“We don’t need to bring in another guy to make Mark Sanchez great. Mark Sanchez wants to be great because that’s who he is. With that said, we’re looking at that position very carefully and I wouldn’t be surprised if at the end of the day, by September, that position group as a whole looks a little bit different than it did at the end of the 2011 season.” — Jets general manager Mike Tannenbaum on ESPN 1050 Radio in New York.
Tannenbaum followed that up by stating, predictably, that he expects Sanchez to be the team’s quarterback in 2012. Still, the minor damage was done when he admitted he expected changes at the quarterback position. Unless he was referring to backup Mark Brunell or third-stringer Kevin O’Connell (Tannenbaum has already stated that Greg McElroy will be back), those words were likely designed to send a message.
Tannenbaum drafted Sanchez one year after the Brett Favre experiment backfired in 2008. While no one would blame him for giving up on Sanchez after three fairly unimpressive seasons, you have to wonder if the Favre experience will cause him to get cold feet in a potential pursuit of Peyton Manning.
Asked if the team would “kick the tires” on Manning, Tannenbaum told Michael Kay that “it’s really important that we always try to improve the team.”
What’s strange is that Tannenbaum implied up top that the Jets didn’t have to take measures to apply pressure on Sanchez, and yet there’d be no other reason for him to leave the door open with comments like these. Just deny, deny, deny. Unless you’re trying to light a fire under your inconsistent, 25-year-old “franchise” quarterback.
Sanchez’s numbers technically improved in his third season, but he’s still not taking large enough steps toward stardom. His passer rating improved by about three points, but it was still below 80. He threw nine more touchdown passes than he did the previous season, but he also tossed five more picks. His completion percentage (56.4) is still far too low as he struggled with accuracy, and his yards-per-attempt average actually dropped off from his first two seasons.
Regardless of what Tannenbaum and the numbers say, I can’t see the Jets’ quarterback depth chart changing much between now and the start of next season. Sanchez will be paid over $11 million next year, and the team, which has very limited cap space, can’t afford to risk another double-digit salary on Manning. Plus, they simply don’t have the ammunition to trade into the No. 2 draft slot to take a new potential franchise signal caller such as Robert Griffin III.

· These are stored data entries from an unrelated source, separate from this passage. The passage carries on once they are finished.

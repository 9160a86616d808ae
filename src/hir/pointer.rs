//! Symbol pointers.
//!
//! A pointer outlives the session that created it. Restoring it in another
//! session yields the equivalent symbol there, or `None` when the target is
//! gone. Source declarations are anchored by position and by the trail of
//! enclosing declarations; compiled declarations by their ids.
//!
//! Pointers can be persisted as versioned JSON.

use std::path::Path;

use serde::{Deserialize, Serialize};
use smol_str::SmolStr;
use thiserror::Error;
use tracing::debug;

use super::session::AnalysisSession;
use super::symbols::{Backing, Symbol, SymbolKind};
use crate::base::{CallableId, ClassId, FqName};
use crate::model::{ClassKind, DeclRecord};
use crate::syntax::SourceAnchor;

/// Version written by [`StoredPointer::new`].
pub const POINTER_FORMAT_VERSION: u32 = 1;

#[derive(Debug, Error)]
pub enum PointerError {
    #[error("failed to access pointer file: {0}")]
    Io(#[from] std::io::Error),
    #[error("malformed pointer: {0}")]
    Json(#[from] serde_json::Error),
    #[error("unsupported pointer format version {0}")]
    UnsupportedVersion(u32),
}

#[derive(Debug, Clone, PartialEq, Eq, Hash, Serialize, Deserialize)]
#[serde(tag = "type", rename_all = "camelCase")]
pub enum SymbolPointer {
    /// A declaration in a source file
    #[serde(rename_all = "camelCase")]
    Source {
        anchor: SourceAnchor,
        symbol_kind: SymbolKind,
    },
    #[serde(rename_all = "camelCase")]
    Package { fq_name: FqName },
    File { path: SmolStr },
    #[serde(rename_all = "camelCase")]
    Class { class_id: ClassId },
    #[serde(rename_all = "camelCase")]
    TypeAlias { class_id: ClassId },
    #[serde(rename_all = "camelCase")]
    EnumEntry { class_id: ClassId },
    /// A compiled callable; overloads are told apart by `signature`
    #[serde(rename_all = "camelCase")]
    Callable {
        callable_id: CallableId,
        signature: SmolStr,
        symbol_kind: SymbolKind,
    },
    TypeParameter { owner: Box<SymbolPointer>, index: u32 },
    ValueParameter { owner: Box<SymbolPointer>, index: u32 },
    BackingField { property: Box<SymbolPointer> },
    Accessor { property: Box<SymbolPointer>, getter: bool },
    /// Symbols of context-dependent copies and compiled local declarations
    NeverRestorable { description: SmolStr },
}

impl Symbol {
    /// A pointer that can be restored in a later session.
    pub fn create_pointer(&self, session: &AnalysisSession) -> SymbolPointer {
        self.check(session);
        match self.backing() {
            Backing::Source { file, node, .. } => {
                if file.original().is_some() {
                    return never(format!("{self:?} lives in a context-dependent copy"));
                }
                SymbolPointer::Source {
                    anchor: SourceAnchor::new(file.path(), node),
                    symbol_kind: self.raw_kind(),
                }
            }
            Backing::Metadata { record, owner } => metadata_pointer(session, self, record, owner.as_ref()),
            Backing::Package(fq_name) => SymbolPointer::Package { fq_name: fq_name.clone() },
            Backing::File(file) => {
                if file.original().is_some() {
                    return never(format!("file copy of {}", file.path()));
                }
                SymbolPointer::File { path: SmolStr::new(file.path()) }
            }
            Backing::BackingField { property } => SymbolPointer::BackingField {
                property: Box::new(property.create_pointer(session)),
            },
            Backing::DefaultAccessor { property } => SymbolPointer::Accessor {
                property: Box::new(property.create_pointer(session)),
                getter: self.raw_kind() == SymbolKind::Getter,
            },
        }
    }
}

fn never(description: impl Into<SmolStr>) -> SymbolPointer {
    SymbolPointer::NeverRestorable { description: description.into() }
}

fn metadata_pointer(
    session: &AnalysisSession,
    symbol: &Symbol,
    record: &DeclRecord,
    owner: Option<&Symbol>,
) -> SymbolPointer {
    match record {
        DeclRecord::Class(class) => {
            if class.class_id.is_local() || class.kind == ClassKind::AnonymousObject {
                return never(format!("local class {}", class.class_id));
            }
            if class.kind == ClassKind::EnumEntry {
                SymbolPointer::EnumEntry { class_id: class.class_id.clone() }
            } else {
                SymbolPointer::Class { class_id: class.class_id.clone() }
            }
        }
        DeclRecord::TypeAlias(alias) => SymbolPointer::TypeAlias { class_id: alias.class_id.clone() },
        DeclRecord::Callable(callable) => {
            if callable.is_local {
                return never(format!("local callable {}", callable.callable_id));
            }
            SymbolPointer::Callable {
                callable_id: callable.callable_id.clone(),
                signature: callable.signature(),
                symbol_kind: symbol.raw_kind(),
            }
        }
        DeclRecord::TypeParameter(_) | DeclRecord::ValueParameter(_) => {
            let Some(owner) = owner else {
                return never(format!("{symbol:?} without an owner"));
            };
            let siblings = if matches!(record, DeclRecord::TypeParameter(_)) {
                owner.type_parameters(session)
            } else {
                owner.value_parameters(session)
            };
            let Some(index) = siblings.iter().position(|s| s == symbol) else {
                return never(format!("{symbol:?} not found among its owner's parameters"));
            };
            let owner = Box::new(owner.create_pointer(session));
            let index = index as u32;
            if matches!(record, DeclRecord::TypeParameter(_)) {
                SymbolPointer::TypeParameter { owner, index }
            } else {
                SymbolPointer::ValueParameter { owner, index }
            }
        }
    }
}

impl SymbolPointer {
    /// The equivalent symbol in `session`, if it still exists.
    pub fn restore(&self, session: &AnalysisSession) -> Option<Symbol> {
        session.assert_valid();
        let restored = self.restore_inner(session);
        debug!(pointer = ?self.tag(), restored = restored.is_some(), "symbol pointer restored");
        restored
    }

    /// Whether this pointer can ever restore to anything.
    pub fn is_restorable(&self) -> bool {
        match self {
            SymbolPointer::NeverRestorable { .. } => false,
            SymbolPointer::TypeParameter { owner, .. } | SymbolPointer::ValueParameter { owner, .. } => {
                owner.is_restorable()
            }
            SymbolPointer::BackingField { property } | SymbolPointer::Accessor { property, .. } => {
                property.is_restorable()
            }
            _ => true,
        }
    }

    fn tag(&self) -> &'static str {
        match self {
            SymbolPointer::Source { .. } => "source",
            SymbolPointer::Package { .. } => "package",
            SymbolPointer::File { .. } => "file",
            SymbolPointer::Class { .. } => "class",
            SymbolPointer::TypeAlias { .. } => "typeAlias",
            SymbolPointer::EnumEntry { .. } => "enumEntry",
            SymbolPointer::Callable { .. } => "callable",
            SymbolPointer::TypeParameter { .. } => "typeParameter",
            SymbolPointer::ValueParameter { .. } => "valueParameter",
            SymbolPointer::BackingField { .. } => "backingField",
            SymbolPointer::Accessor { .. } => "accessor",
            SymbolPointer::NeverRestorable { .. } => "neverRestorable",
        }
    }

    fn restore_inner(&self, session: &AnalysisSession) -> Option<Symbol> {
        match self {
            SymbolPointer::Source { anchor, symbol_kind } => {
                let file = session.file_by_path(&anchor.path)?.clone();
                let node = anchor.restore(file.root())?;
                Some(session.source_symbol(&file, &node, *symbol_kind))
            }
            SymbolPointer::Package { fq_name } => session
                .package_exists(fq_name)
                .then(|| session.package_symbol(fq_name.clone())),
            SymbolPointer::File { path } => {
                let file = session.file_by_path(path)?.clone();
                Some(session.file_symbol(&file))
            }
            SymbolPointer::Class { class_id } => session
                .class_symbol(class_id)
                .filter(|s| s.raw_kind() != SymbolKind::EnumEntry),
            SymbolPointer::EnumEntry { class_id } => session
                .class_symbol(class_id)
                .filter(|s| s.raw_kind() == SymbolKind::EnumEntry),
            SymbolPointer::TypeAlias { class_id } => session.type_alias_symbol(class_id),
            SymbolPointer::Callable { callable_id, signature, symbol_kind } => {
                restore_callable(session, callable_id, signature, *symbol_kind)
            }
            SymbolPointer::TypeParameter { owner, index } => {
                let owner = owner.restore_inner(session)?;
                owner.type_parameters(session).into_iter().nth(*index as usize)
            }
            SymbolPointer::ValueParameter { owner, index } => {
                let owner = owner.restore_inner(session)?;
                owner.value_parameters(session).into_iter().nth(*index as usize)
            }
            SymbolPointer::BackingField { property } => property.restore_inner(session)?.backing_field(session),
            SymbolPointer::Accessor { property, getter } => {
                let property = property.restore_inner(session)?;
                if *getter {
                    property.getter(session)
                } else {
                    property.setter(session)
                }
            }
            SymbolPointer::NeverRestorable { .. } => None,
        }
    }
}

fn restore_callable(
    session: &AnalysisSession,
    callable_id: &CallableId,
    signature: &str,
    kind: SymbolKind,
) -> Option<Symbol> {
    let candidates = match callable_id.class_id() {
        Some(class_id) => {
            let class = session.class_symbol(&class_id)?;
            let mut found = session
                .member_scope(&class)
                .symbols_named(session, &callable_id.callable);
            found.extend(
                session
                    .static_member_scope(&class)
                    .symbols_named(session, &callable_id.callable),
            );
            found
        }
        None => session
            .package_scope(&callable_id.package)
            .symbols_named(session, &callable_id.callable),
    };
    candidates.into_iter().find(|candidate| {
        candidate.raw_kind() == kind
            && candidate
                .callable_record(session)
                .is_some_and(|record| record.signature() == signature)
    })
}

/// A pointer as persisted between runs.
#[derive(Debug, Clone, PartialEq, Eq, Serialize, Deserialize)]
pub struct StoredPointer {
    pub version: u32,
    pub pointer: SymbolPointer,
}

impl StoredPointer {
    pub fn new(pointer: SymbolPointer) -> Self {
        Self { version: POINTER_FORMAT_VERSION, pointer }
    }

    pub fn to_json(&self) -> Result<String, PointerError> {
        Ok(serde_json::to_string_pretty(self)?)
    }

    pub fn from_json(json: &str) -> Result<Self, PointerError> {
        let stored: StoredPointer = serde_json::from_str(json)?;
        if stored.version != POINTER_FORMAT_VERSION {
            return Err(PointerError::UnsupportedVersion(stored.version));
        }
        Ok(stored)
    }

    pub fn write_to_file(&self, path: impl AsRef<Path>) -> Result<(), PointerError> {
        std::fs::write(path.as_ref(), self.to_json()?)?;
        Ok(())
    }

    pub fn read_from_file(path: impl AsRef<Path>) -> Result<Self, PointerError> {
        let content = std::fs::read_to_string(path.as_ref())?;
        Self::from_json(&content)
    }
}

#[cfg(test)]
mod tests {
    use super::*;
    use crate::base::Name;
    use crate::hir::testing::session_with;

    #[test]
    fn test_source_pointer_survives_edit_above() {
        let first = session_with(&[("a.kt", "class A { fun f(x: Int) {} }")]);
        let class = first.class_symbol(&ClassId::parse("A")).unwrap();
        let f = first.declared_member_scope(&class).symbols_named(&first, &Name::new("f"))[0].clone();
        let pointer = f.create_pointer(&first);
        assert!(matches!(pointer, SymbolPointer::Source { .. }));

        let second = session_with(&[("a.kt", "// moved\n\nclass A { fun f(x: Int) {} }")]);
        let restored = pointer.restore(&second).unwrap();
        assert_eq!(restored.name(&second), "f");
        assert_eq!(restored.kind(&second), SymbolKind::Function);
    }

    #[test]
    fn test_removed_declaration_does_not_restore() {
        let first = session_with(&[("a.kt", "fun gone() {}")]);
        let f = first
            .package_scope(&FqName::root())
            .symbols_named(&first, &Name::new("gone"))[0]
            .clone();
        let pointer = f.create_pointer(&first);
        let second = session_with(&[("a.kt", "fun other() {}")]);
        assert!(pointer.restore(&second).is_none());
    }

    #[test]
    fn test_library_callable_pointer_picks_overload() {
        let session = session_with(&[]);
        let list = session
            .package_scope(&FqName::new("kotlin.collections"))
            .symbols_named(&session, &Name::new("listOf"))[0]
            .clone();
        let pointer = list.create_pointer(&session);
        assert!(matches!(pointer, SymbolPointer::Callable { .. }));
        let other = session_with(&[]);
        let restored = pointer.restore(&other).unwrap();
        assert_eq!(restored.name(&other), "listOf");
    }

    #[test]
    fn test_library_value_parameter_pointer() {
        let session = session_with(&[]);
        let list = session
            .package_scope(&FqName::new("kotlin.collections"))
            .symbols_named(&session, &Name::new("listOf"))[0]
            .clone();
        let param = list.value_parameters(&session)[0].clone();
        let pointer = param.create_pointer(&session);
        assert!(matches!(pointer, SymbolPointer::ValueParameter { index: 0, .. }));
        let restored = pointer.restore(&session).unwrap();
        assert_eq!(restored, param);
    }

    #[test]
    fn test_copy_symbols_are_never_restorable() {
        let session = session_with(&[("a.kt", "class A")]);
        let (copy, id) = session
            .create_context_dependent_copy(session.files()[0].id(), "class A { fun g() {} }")
            .unwrap();
        let file = copy.file(id).unwrap().clone();
        let symbol = copy.declaration_symbol(&file, &file.declarations()[0]).unwrap();
        let pointer = symbol.create_pointer(&copy);
        assert!(!pointer.is_restorable());
        assert!(pointer.restore(&session).is_none());
    }

    #[test]
    fn test_stored_pointer_file_round_trip() {
        let dir = tempfile::tempdir().unwrap();
        let path = dir.path().join("ptr.json");
        let stored = StoredPointer::new(SymbolPointer::Class { class_id: ClassId::parse("kotlin/String") });
        stored.write_to_file(&path).unwrap();
        assert_eq!(StoredPointer::read_from_file(&path).unwrap(), stored);
    }

    #[test]
    fn test_future_version_rejected() {
        let json = r#"{"version": 99, "pointer": {"type": "file", "path": "a.kt"}}"#;
        assert!(matches!(
            StoredPointer::from_json(json),
            Err(PointerError::UnsupportedVersion(99))
        ));
    }
}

It is completely possible that New York was that mystery team Peter King reported sent a “feeler” to the Rams over the weekend, but it’s very unlikely anything transpires there unless the Browns and Redskins bow out of the race.
That means that, in all likelihood, Tannenbaum’s changes at that position group come later in the draft, where Ryan Tannehill, Kirk Cousins, Brock Osweiler, Brandon Weeden and Russell Wilson will be candidates to compete with Sanchez.